Perhaps the toughest challenge has been the plunging peso, which lost half its value last year and has already dropped 37 percent in 2019 – with most of this year’s decline coming after the August PASO primary vote that foreshadowed Fernández’s election victory.

CURRENCY MISMATCH

The volatility is bad news for an industry where the purchasing power is in local currency but as many as 60 percent of costs are in dollars.

“The rising inflation has imposed some challenges on the ability for the companies to both grow and sustain the operation,” said Ole Christian Melhus, head of Norwegian Air Argentina, which operates domestic routes as well as a flight to London. “Growth plans have been reduced.”

Flybondi has the most routes of the discounters and an eightpercent domestic market share. Since changes in the airline policy, the piece of the pie controlled by Aerolíneas Argentinas has fallen to 65 percent so far this year from 74 percent in 2015, according to the Transport Ministry. But the flagship airline flew three percent more passengers in the first eight months of 2019 compared with the same period a year earlier as the number of flyers expanded.

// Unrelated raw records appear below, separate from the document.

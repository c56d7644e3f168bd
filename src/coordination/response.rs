//! Pending-request registry and response matching.

use std::sync::Arc;

use dashmap::mapref::entry::Entry;
use dashmap::DashMap;
use tokio::sync::oneshot;

use crate::error::RelayError;
use crate::protocol::{RequestId, TargetResponse};
use crate::store::{FsBodyStore, StoredBody};

/// A response matched to its waiter, with the staged body resolved.
#[derive(Debug)]
pub struct ReceivedResponse {
    pub response: TargetResponse,
    /// Present when the response body was outsourced. Dropping it (or
    /// the stream derived from it) releases the body store entry.
    pub body: Option<StoredBody>,
}

type Slot = oneshot::Sender<ReceivedResponse>;

/// Registers pending requests and fulfils them when their response
/// lands on the broker.
#[derive(Clone)]
pub struct ResponseCoordinator {
    pending: Arc<DashMap<RequestId, Slot>>,
    store: FsBodyStore,
}

impl ResponseCoordinator {
    pub fn new(store: FsBodyStore) -> Self {
        Self {
            pending: Arc::new(DashMap::new()),
            store,
        }
    }

    /// Reserve the waiter slot for `id`.
    ///
    /// Must be called before the request is dispatched, otherwise the
    /// response can race the registration. Installing a second waiter
    /// for the same id is an error.
    pub fn register(&self, id: RequestId) -> Result<PendingResponse, RelayError> {
        let (tx, rx) = oneshot::channel();
        match self.pending.entry(id) {
            Entry::Occupied(_) => Err(RelayError::DuplicateWaiter(id)),
            Entry::Vacant(slot) => {
                slot.insert(tx);
                Ok(PendingResponse {
                    id,
                    rx,
                    pending: Arc::clone(&self.pending),
                })
            }
        }
    }

    /// Fulfil the waiter for this response, if one still exists.
    ///
    /// Responses without a waiter are dropped with a warning: the
    /// originating server instance is gone, or the caller stopped
    /// waiting. Their staged bodies are released here.
    pub async fn process(&self, response: TargetResponse) {
        let id = response.request_id;
        let outsourced = response.body.is_outsourced() && response.body_size > 0;

        let Some((_, slot)) = self.pending.remove(&id) else {
            tracing::warn!(request_id = %id, "response received without a waiter, dropping");
            if outsourced {
                self.store.delete_response_body(id).await;
            }
            return;
        };

        let body = if outsourced {
            match self.store.open_response_body(id).await {
                Ok(body) => Some(body),
                Err(err) => {
                    tracing::warn!(request_id = %id, error = %err, "outsourced response body unavailable");
                    None
                }
            }
        } else {
            None
        };

        tracing::debug!(request_id = %id, status = response.status, "response received");
        if slot.send(ReceivedResponse { response, body }).is_err() {
            // Waiter dropped between removal and send; the body guard
            // (if any) just released the store entry.
            tracing::debug!(request_id = %id, "waiter released while fulfilling");
        }
    }

    /// Number of registered waiters. Test and introspection hook.
    pub fn pending_len(&self) -> usize {
        self.pending.len()
    }
}

/// Reserved waiter slot for one request id.
///
/// Dropping it releases the slot, whether or not a response ever
/// arrives; a response landing afterwards is dropped by `process`.
pub struct PendingResponse {
    id: RequestId,
    rx: oneshot::Receiver<ReceivedResponse>,
    pending: Arc<DashMap<RequestId, Slot>>,
}

impl PendingResponse {
    pub fn request_id(&self) -> RequestId {
        self.id
    }

    /// Single-consumer wait for the matching response.
    ///
    /// Cancel-safe: dropping the future releases the slot.
    pub async fn wait(mut self) -> Result<ReceivedResponse, RelayError> {
        let received = (&mut self.rx).await;
        received.map_err(|_| RelayError::WaiterGone(self.id))
    }
}

impl Drop for PendingResponse {
    fn drop(&mut self) {
        self.pending.remove(&self.id);
    }
}

#[cfg(test)]
mod tests {
    use super::*;
    use crate::protocol::{BodyContent, OriginId};

    async fn coordinator() -> (tempfile::TempDir, ResponseCoordinator) {
        let dir = tempfile::tempdir().unwrap();
        let store = FsBodyStore::open(dir.path()).await.unwrap();
        (dir, ResponseCoordinator::new(store))
    }

    fn response(id: RequestId) -> TargetResponse {
        TargetResponse {
            request_id: id,
            origin_id: OriginId::new(),
            status: 200,
            headers: Vec::new(),
            body: BodyContent::inline(&b"pong"[..]),
            body_size: 4,
            failed: false,
            expired: false,
            error_message: None,
        }
    }

    #[tokio::test]
    async fn response_reaches_registered_waiter() {
        let (_dir, coordinator) = coordinator().await;
        let id = RequestId::new();
        let pending = coordinator.register(id).unwrap();

        coordinator.process(response(id)).await;

        let received = pending.wait().await.unwrap();
        assert_eq!(received.response.status, 200);
        assert_eq!(coordinator.pending_len(), 0);
    }

    #[tokio::test]
    async fn second_registration_for_same_id_is_an_error() {
        let (_dir, coordinator) = coordinator().await;
        let id = RequestId::new();
        let _pending = coordinator.register(id).unwrap();
        assert!(matches!(
            coordinator.register(id),
            Err(RelayError::DuplicateWaiter(_))
        ));
    }

    #[tokio::test]
    async fn dropping_the_waiter_releases_the_slot() {
        let (_dir, coordinator) = coordinator().await;
        let id = RequestId::new();
        let pending = coordinator.register(id).unwrap();
        drop(pending);
        assert_eq!(coordinator.pending_len(), 0);

        // The id is free again.
        coordinator.register(id).unwrap();
    }

    #[tokio::test]
    async fn response_without_waiter_is_dropped() {
        let (_dir, coordinator) = coordinator().await;
        coordinator.process(response(RequestId::new())).await;
        assert_eq!(coordinator.pending_len(), 0);
    }

    #[tokio::test]
    async fn outsourced_body_is_resolved_from_the_store() {
        let dir = tempfile::tempdir().unwrap();
        let store = FsBodyStore::open(dir.path()).await.unwrap();
        let coordinator = ResponseCoordinator::new(store.clone());

        let id = RequestId::new();
        let payload = vec![3u8; 8192];
        store
            .store_response_body(id, &mut payload.as_slice())
            .await
            .unwrap();

        let pending = coordinator.register(id).unwrap();
        let mut resp = response(id);
        resp.body = BodyContent::Outsourced;
        resp.body_size = payload.len() as u64;
        coordinator.process(resp).await;

        let received = pending.wait().await.unwrap();
        let body = received.body.expect("outsourced body attached");
        assert_eq!(body.read_to_end().await.unwrap().as_ref(), &payload[..]);

        // Last reader deleted the entry.
        assert!(store.open_response_body(id).await.is_err());
    }

    #[tokio::test]
    async fn waiters_on_distinct_ids_do_not_interfere() {
        let (_dir, coordinator) = coordinator().await;
        let a = RequestId::new();
        let b = RequestId::new();
        let pending_a = coordinator.register(a).unwrap();
        let pending_b = coordinator.register(b).unwrap();

        coordinator.process(response(b)).await;
        let received = pending_b.wait().await.unwrap();
        assert_eq!(received.response.request_id, b);

        drop(pending_a);
        assert_eq!(coordinator.pending_len(), 0);
    }
}
//! Return path from connector to server.
//!
//! Responses, acknowledgements, and oversized bodies travel over plain
//! HTTP to whichever server instance the connector can reach; the
//! broker on the server side routes them to the owning origin.

use async_trait::async_trait;
use bytes::Bytes;
use url::Url;

use crate::error::TransportError;
use crate::protocol::{AcknowledgeRequest, RequestId, TargetResponse};

#[async_trait]
pub trait OutboundTransport: Send + Sync {
    async fn publish_response(&self, response: &TargetResponse) -> Result<(), TransportError>;
    async fn publish_acknowledge(&self, ack: &AcknowledgeRequest) -> Result<(), TransportError>;
    /// Fetch a staged request body; the server deletes it on read.
    async fn fetch_request_body(&self, id: RequestId) -> Result<Bytes, TransportError>;
    /// Stage an oversized response body before posting the response.
    async fn store_response_body(&self, id: RequestId, body: Bytes) -> Result<(), TransportError>;
}

/// HTTP implementation against the server's `/_relay` endpoints.
pub struct HttpOutbound {
    client: reqwest::Client,
    base_url: Url,
}

impl HttpOutbound {
    pub fn new(base_url: Url) -> Self {
        Self {
            client: reqwest::Client::new(),
            base_url,
        }
    }

    fn endpoint(&self, path: &str) -> Result<Url, TransportError> {
        self.base_url
            .join(path)
            .map_err(|err| TransportError::Publish(err.to_string()))
    }

    fn check(response: &reqwest::Response, what: &str) -> Result<(), TransportError> {
        if response.status().is_success() {
            Ok(())
        } else {
            Err(TransportError::Publish(format!(
                "{what} rejected with status {}",
                response.status()
            )))
        }
    }
}

#[async_trait]
impl OutboundTransport for HttpOutbound {
    async fn publish_response(&self, response: &TargetResponse) -> Result<(), TransportError> {
        let url = self.endpoint("_relay/response")?;
        let reply = self
            .client
            .post(url)
            .json(response)
            .send()
            .await
            .map_err(|err| TransportError::Publish(err.to_string()))?;
        Self::check(&reply, "response")
    }

    async fn publish_acknowledge(&self, ack: &AcknowledgeRequest) -> Result<(), TransportError> {
        let url = self.endpoint("_relay/acknowledge")?;
        let reply = self
            .client
            .post(url)
            .json(ack)
            .send()
            .await
            .map_err(|err| TransportError::Publish(err.to_string()))?;
        Self::check(&reply, "acknowledge")
    }

    async fn fetch_request_body(&self, id: RequestId) -> Result<Bytes, TransportError> {
        let url = self.endpoint(&format!("_relay/body/request/{id}"))?;
        let reply = self
            .client
            .get(url)
            .send()
            .await
            .map_err(|err| TransportError::Publish(err.to_string()))?;
        Self::check(&reply, "body fetch")?;
        reply
            .bytes()
            .await
            .map_err(|err| TransportError::Publish(err.to_string()))
    }

    async fn store_response_body(&self, id: RequestId, body: Bytes) -> Result<(), TransportError> {
        let url = self.endpoint(&format!("_relay/body/response/{id}"))?;
        let reply = self
            .client
            .post(url)
            .body(body)
            .send()
            .await
            .map_err(|err| TransportError::Publish(err.to_string()))?;
        Self::check(&reply, "body store")
    }
}
//! Relay envelopes and hub frames.

use bytes::Bytes;
use serde::{Deserialize, Serialize};

use crate::protocol::ids::{ConnectionId, OriginId, RequestId, TenantId};

/// Body payload carried by a request or response envelope.
///
/// Payloads up to the binary-size threshold travel inline with the
/// envelope; anything larger is staged in the body store under the
/// request id and fetched out of band.
#[derive(Debug, Clone, Default, PartialEq, Serialize, Deserialize)]
#[serde(tag = "kind", rename_all = "snake_case")]
pub enum BodyContent {
    /// No body at all.
    #[default]
    Empty,
    /// Body travels with the envelope, base64-encoded on the wire.
    Inline {
        #[serde(with = "inline_bytes")]
        data: Bytes,
    },
    /// Body was staged in the body store; fetch it by request id.
    Outsourced,
}

impl BodyContent {
    pub fn inline(data: impl Into<Bytes>) -> Self {
        let data = data.into();
        if data.is_empty() {
            Self::Empty
        } else {
            Self::Inline { data }
        }
    }

    pub fn is_outsourced(&self) -> bool {
        matches!(self, Self::Outsourced)
    }

    /// Inline bytes, if present.
    pub fn as_inline(&self) -> Option<&Bytes> {
        match self {
            Self::Inline { data } => Some(data),
            _ => None,
        }
    }
}

mod inline_bytes {
    use base64::engine::general_purpose::STANDARD;
    use base64::Engine as _;
    use bytes::Bytes;
    use serde::{Deserialize, Deserializer, Serializer};

    pub fn serialize<S: Serializer>(data: &Bytes, serializer: S) -> Result<S::Ok, S::Error> {
        serializer.serialize_str(&STANDARD.encode(data))
    }

    pub fn deserialize<'de, D: Deserializer<'de>>(deserializer: D) -> Result<Bytes, D::Error> {
        let encoded = String::deserialize(deserializer)?;
        STANDARD
            .decode(encoded.as_bytes())
            .map(Bytes::from)
            .map_err(serde::de::Error::custom)
    }
}

/// The forwarded HTTP call, server to connector.
///
/// Immutable once the ingress interceptors have run; every downstream
/// component observes the same snapshot.
#[derive(Debug, Clone, Serialize, Deserialize)]
pub struct RelayRequest {
    pub request_id: RequestId,
    pub origin_id: OriginId,
    pub tenant_id: TenantId,
    pub tenant_name: String,
    /// Named target within the tenant the connector should invoke.
    pub target: String,
    pub method: String,
    /// Path below the tenant segment, always with a leading slash.
    pub path: String,
    #[serde(default)]
    pub query: Option<String>,
    pub headers: Vec<(String, String)>,
    #[serde(default)]
    pub body: BodyContent,
    /// Authoritative byte count of the body, inline or outsourced.
    pub body_size: u64,
    #[serde(default)]
    pub enable_tracing: bool,
    /// Receipt the connector must echo back once it has safely taken
    /// possession of an outsourced body. Absent for inline deliveries.
    #[serde(default)]
    pub acknowledge_id: Option<String>,
    /// Remaining lifetime at dispatch time, if the edge enforces one.
    #[serde(default)]
    pub expires_in_ms: Option<u64>,
}

/// The target's answer, connector to server.
#[derive(Debug, Clone, Serialize, Deserialize)]
pub struct TargetResponse {
    pub request_id: RequestId,
    pub origin_id: OriginId,
    pub status: u16,
    pub headers: Vec<(String, String)>,
    #[serde(default)]
    pub body: BodyContent,
    pub body_size: u64,
    /// The connector could not reach the target.
    #[serde(default)]
    pub failed: bool,
    /// The request deadline elapsed before the target answered.
    /// Mutually exclusive with `failed`.
    #[serde(default)]
    pub expired: bool,
    #[serde(default)]
    pub error_message: Option<String>,
}

impl TargetResponse {
    /// Response reporting that the target could not be invoked.
    pub fn failure(request: &RelayRequest, message: impl Into<String>) -> Self {
        Self {
            request_id: request.request_id,
            origin_id: request.origin_id,
            status: 502,
            headers: Vec::new(),
            body: BodyContent::Empty,
            body_size: 0,
            failed: true,
            expired: false,
            error_message: Some(message.into()),
        }
    }

    /// Response reporting that the deadline elapsed at the connector.
    pub fn timed_out(request: &RelayRequest) -> Self {
        Self {
            request_id: request.request_id,
            origin_id: request.origin_id,
            status: 504,
            headers: Vec::new(),
            body: BodyContent::Empty,
            body_size: 0,
            failed: false,
            expired: true,
            error_message: None,
        }
    }
}

/// Receipt for an at-least-once delivery.
#[derive(Debug, Clone, Serialize, Deserialize)]
pub struct AcknowledgeRequest {
    pub request_id: RequestId,
    pub origin_id: OriginId,
    pub acknowledge_id: String,
}

/// Per-tenant connection policy, pushed over the hub on accept and
/// whenever the tenant's configuration changes.
#[derive(Debug, Clone, Default, PartialEq, Serialize, Deserialize)]
pub struct TenantConfig {
    #[serde(default)]
    pub keep_alive_interval_ms: Option<u64>,
    #[serde(default)]
    pub reconnect_minimum_delay_ms: Option<u64>,
    #[serde(default)]
    pub reconnect_maximum_delay_ms: Option<u64>,
    /// Forces tracing on for every request of this tenant when set.
    #[serde(default)]
    pub enable_tracing: Option<bool>,
}

/// Frames the server sends down a hub session.
#[derive(Debug, Clone, Serialize, Deserialize)]
#[serde(tag = "type", rename_all = "snake_case")]
pub enum ServerFrame {
    /// Session accepted; carries the transport-assigned connection id.
    Accepted { connection_id: ConnectionId },
    /// Deliver this request to the local target.
    RequestTarget { request: RelayRequest },
    /// Apply updated tenant policy. Applied in arrival order.
    Configure { config: TenantConfig },
}

/// Frames a connector sends up a hub session.
///
/// Responses and acknowledgements do not travel here; they take the
/// broker return path so any origin instance can accept them.
#[derive(Debug, Clone, Serialize, Deserialize)]
#[serde(tag = "type", rename_all = "snake_case")]
pub enum ConnectorFrame {
    /// First frame after the socket opens.
    Hello {
        connector_name: String,
        /// Largest inline body this connector accepts, if it wants a
        /// limit below the server default.
        #[serde(default)]
        binary_size_limit: Option<u64>,
        /// Previous connection id, to resume the same identity after a
        /// reconnect.
        #[serde(default)]
        resume_connection_id: Option<ConnectionId>,
    },
}

#[cfg(test)]
mod tests {
    use super::*;

    fn sample_request() -> RelayRequest {
        RelayRequest {
            request_id: RequestId::new(),
            origin_id: OriginId::new(),
            tenant_id: TenantId::new(),
            tenant_name: "t1".into(),
            target: "default".into(),
            method: "POST".into(),
            path: "/orders".into(),
            query: Some("verbose=1".into()),
            headers: vec![("content-type".into(), "application/json".into())],
            body: BodyContent::inline(&b"{\"n\":1}"[..]),
            body_size: 7,
            enable_tracing: false,
            acknowledge_id: None,
            expires_in_ms: Some(30_000),
        }
    }

    #[test]
    fn inline_body_survives_json() {
        let frame = ServerFrame::RequestTarget {
            request: sample_request(),
        };
        let json = serde_json::to_string(&frame).unwrap();
        assert!(json.contains("\"type\":\"request_target\""));
        match serde_json::from_str::<ServerFrame>(&json).unwrap() {
            ServerFrame::RequestTarget { request } => {
                assert_eq!(request.body.as_inline().unwrap().as_ref(), b"{\"n\":1}");
                assert_eq!(request.body_size, 7);
            }
            other => panic!("unexpected frame: {other:?}"),
        }
    }

    #[test]
    fn empty_inline_collapses_to_empty() {
        assert_eq!(BodyContent::inline(Bytes::new()), BodyContent::Empty);
    }

    #[test]
    fn outsourced_body_has_no_payload_field() {
        let mut request = sample_request();
        request.body = BodyContent::Outsourced;
        let json = serde_json::to_string(&request).unwrap();
        assert!(json.contains("\"kind\":\"outsourced\""));
        assert!(!json.contains("\"data\""));
    }

    #[test]
    fn failure_and_timeout_flags_are_exclusive() {
        let request = sample_request();
        let failed = TargetResponse::failure(&request, "connection refused");
        assert!(failed.failed && !failed.expired);
        let expired = TargetResponse::timed_out(&request);
        assert!(expired.expired && !expired.failed);
    }
}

Fernández, who takes office December 10 after winning the October 27 election, campaigned on promises to boost salaries and stoke consumer spending. His running-mate, former president Cristina Fernández de Kirchner, took a protectionist approach to the economy during her two terms in office.

In the airline industry, the incoming president has complained that the rise of discounters has put more pressure on Aerolíneas.

“It allows low-costs to go to the profitable destinations while Aerolíneas must take care of the unprofitable ones,” he said in a radio interview during the campaign. “I’ll review it.”

RISING SUBSIDIES

The state-controlled company will require more than US$300 million in subsidies this year, up from US$197 million in 2018, because of the latest currency volatility, said Guillermo Dietrich, Macri’s transport minister.

Another drag on its finances comes from the strength of its labour unions, which require more pilots and mechanics per plane than other companies operating in the country, he said.

“We’ve worked hard to cut costs,” he said. “To curb the kilos on the aircraft, we analysed everything from digitising manuals to the weight of coffee stir sticks.”

Many of the low-cost carriers are diversifying their risk amid the turbulence. Four of them have announced this year that they are opening routes to Brazil, the largest market in the region.

Ultimately, though, their fate depends on what happens in Argentina.

“Nothing is clear for now,” Flybondi’s Sana said.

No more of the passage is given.